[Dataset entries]
***
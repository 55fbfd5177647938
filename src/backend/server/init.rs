/**
 * Server Initialization
 *
 * This module builds the relay's Axum router.
 *
 * # Routes
 *
 * - `GET /ws?token=<jwt>` - Relay WebSocket
 * - `GET /health` - Liveness probe, returns `ok`
 */

use crate::backend::collab::{ws_handler, RoomRegistry};
use crate::backend::server::config::RelayConfig;
use crate::backend::server::state::AppState;
use axum::{extract::State, routing::get, Router};

/// Create the relay application
///
/// # Example
///
/// ```rust,no_run
/// use xfcollab::backend::server::{config::RelayConfig, init::create_app};
///
/// # async fn example() -> Result<(), Box<dyn std::error::Error>> {
/// let config = RelayConfig::from_env()?;
/// let listener = tokio::net::TcpListener::bind(config.addr).await?;
/// axum::serve(listener, create_app(config)).await?;
/// # Ok(())
/// # }
/// ```
pub fn create_app(config: RelayConfig) -> Router {
    tracing::info!(
        "[Relay] Rooms hold at most {} members",
        config.room_capacity
    );
    let state = AppState::new(config);

    Router::new()
        .route("/ws", get(ws_handler))
        .route("/health", get(health))
        .with_state(state)
}

async fn health(State(rooms): State<RoomRegistry>) -> &'static str {
    tracing::debug!("[Relay] Health check, {} open rooms", rooms.room_count().await);
    "ok"
}
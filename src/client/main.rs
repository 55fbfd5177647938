/**
 * XFCollab Pairing Client
 *
 * Terminal front end for one pairing session. Lines typed on stdin are either
 * commands or chat:
 *
 * - `/append <text>` - type a line at the end of the shared buffer
 * - `/lang <language>` - switch the editor language
 * - `/question <id>` - load a problem
 * - `/run` - run the buffer against the problem's test cases
 * - `/dismiss` - dismiss the partner notice
 * - `/quit` - leave the room
 * - `@partner <text>` - message the partner
 * - anything else - ask the coding assistant
 */
use tokio::io::{AsyncBufReadExt, BufReader};
use tokio::sync::mpsc;
use tracing_subscriber::EnvFilter;
use xfcollab::client::{CollabSession, SessionCommand, SessionConfig, SessionEvent};
use xfcollab::shared::{ChatRole, Language};

#[tokio::main(flavor = "current_thread")]
async fn main() -> Result<(), Box<dyn std::error::Error>> {
    // Load environment variables from .env file if present
    dotenv::dotenv().ok();

    tracing_subscriber::fmt()
        .with_env_filter(
            EnvFilter::try_from_default_env().unwrap_or_else(|_| EnvFilter::new("info")),
        )
        .with_writer(std::io::stderr)
        .init();

    let config = SessionConfig::from_env()?;
    tracing::info!(
        "[STARTUP] Pairing client for room {}",
        config.app.room_id.as_deref().unwrap_or("<unset>")
    );

    let (events_tx, events_rx) = mpsc::unbounded_channel();
    let (commands_tx, commands_rx) = mpsc::unbounded_channel();
    let (session, transport_events) = CollabSession::connect(&config, events_tx);

    tokio::spawn(render(events_rx));
    tokio::spawn(read_commands(commands_tx));

    session.run(transport_events, commands_rx).await;
    Ok(())
}

async fn read_commands(commands: mpsc::UnboundedSender<SessionCommand>) {
    let mut lines = BufReader::new(tokio::io::stdin()).lines();
    while let Ok(Some(line)) = lines.next_line().await {
        let command = match parse_command(&line) {
            Ok(Some(command)) => command,
            Ok(None) => continue,
            Err(message) => {
                eprintln!("{}", message);
                continue;
            }
        };
        let quitting = command == SessionCommand::Quit;
        if commands.send(command).is_err() || quitting {
            break;
        }
    }
}

fn parse_command(line: &str) -> Result<Option<SessionCommand>, String> {
    let trimmed = line.trim();
    if trimmed.is_empty() {
        return Ok(None);
    }
    if !trimmed.starts_with('/') {
        return Ok(Some(SessionCommand::Chat(trimmed.to_string())));
    }

    let (name, rest) = trimmed.split_once(' ').unwrap_or((trimmed, ""));
    let command = match name {
        "/append" => SessionCommand::Append(format!("{}\n", rest)),
        "/lang" => {
            let language: Language = rest.parse().map_err(|e| format!("{}", e))?;
            SessionCommand::SetLanguage(language)
        }
        "/question" if !rest.trim().is_empty() => {
            SessionCommand::LoadQuestion(rest.trim().to_string())
        }
        "/run" => SessionCommand::Run,
        "/dismiss" => SessionCommand::DismissNotice,
        "/quit" => SessionCommand::Quit,
        other => return Err(format!("unknown command {}", other)),
    };
    Ok(Some(command))
}

async fn render(mut events: mpsc::UnboundedReceiver<SessionEvent>) {
    while let Some(event) = events.recv().await {
        match event {
            SessionEvent::Status(status) => println!("[status] {}", status),
            SessionEvent::Document(content) => {
                println!("----- code -----\n{}\n----------------", content)
            }
            SessionEvent::ChatEntry(entry) => {
                let label = match entry.role {
                    ChatRole::SelfAuthored => "you → partner",
                    ChatRole::Peer => "partner",
                    ChatRole::User => "you → assistant",
                    ChatRole::Assistant => "assistant",
                    ChatRole::System => "system",
                };
                let state = if entry.pending { " (sending)" } else { "" };
                println!("[{}]{} {}", label, state, entry.content);
            }
            SessionEvent::ChatDelivered(index) => println!("[chat] message {} delivered", index),
            SessionEvent::Notice(Some(notice)) => println!("*** partner: {} ***", notice.content),
            SessionEvent::Notice(None) => {}
            SessionEvent::PeerLeft => println!("[status] your partner left the session"),
            SessionEvent::Question(question) => {
                println!("[question] {}\n{}", question.title, question.description)
            }
            SessionEvent::Execution(report) => println!("{}", report.summary()),
        }
    }
}
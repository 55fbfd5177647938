//! Authentication Module
//!
//! This module verifies the bearer credential that a pairing client sends
//! as the `token` query parameter when it opens the relay socket.
//!
//! # Module Structure
//!
//! ```text
//! auth/
//! ├── mod.rs          - Module exports and documentation
//! └── sessions.rs     - JWT token management
//! ```
//!
//! # Security
//!
//! - Tokens are HS256 JWTs signed with `JWT_SECRET`
//! - Expired or mis-signed tokens are rejected with 401 before the upgrade
//!
//! # Example
//!
//! ```rust
//! use std::time::Duration;
//! use xfcollab::backend::auth::{create_token, verify_token};
//!
//! let token = create_token("user-1", "secret", Duration::from_secs(3600)).unwrap();
//! let claims = verify_token(&token, "secret").unwrap();
//! assert_eq!(claims.sub, "user-1");
//! ```

/// JWT token generation and validation
pub mod sessions;

// Re-export commonly used types
pub use sessions::{create_token, verify_token, Claims};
***
Lines from the entries that contain the word "spawn" are what the answer must hold.

    tokio::spawn(render(events_rx));
    tokio::spawn(read_commands(commands_tx));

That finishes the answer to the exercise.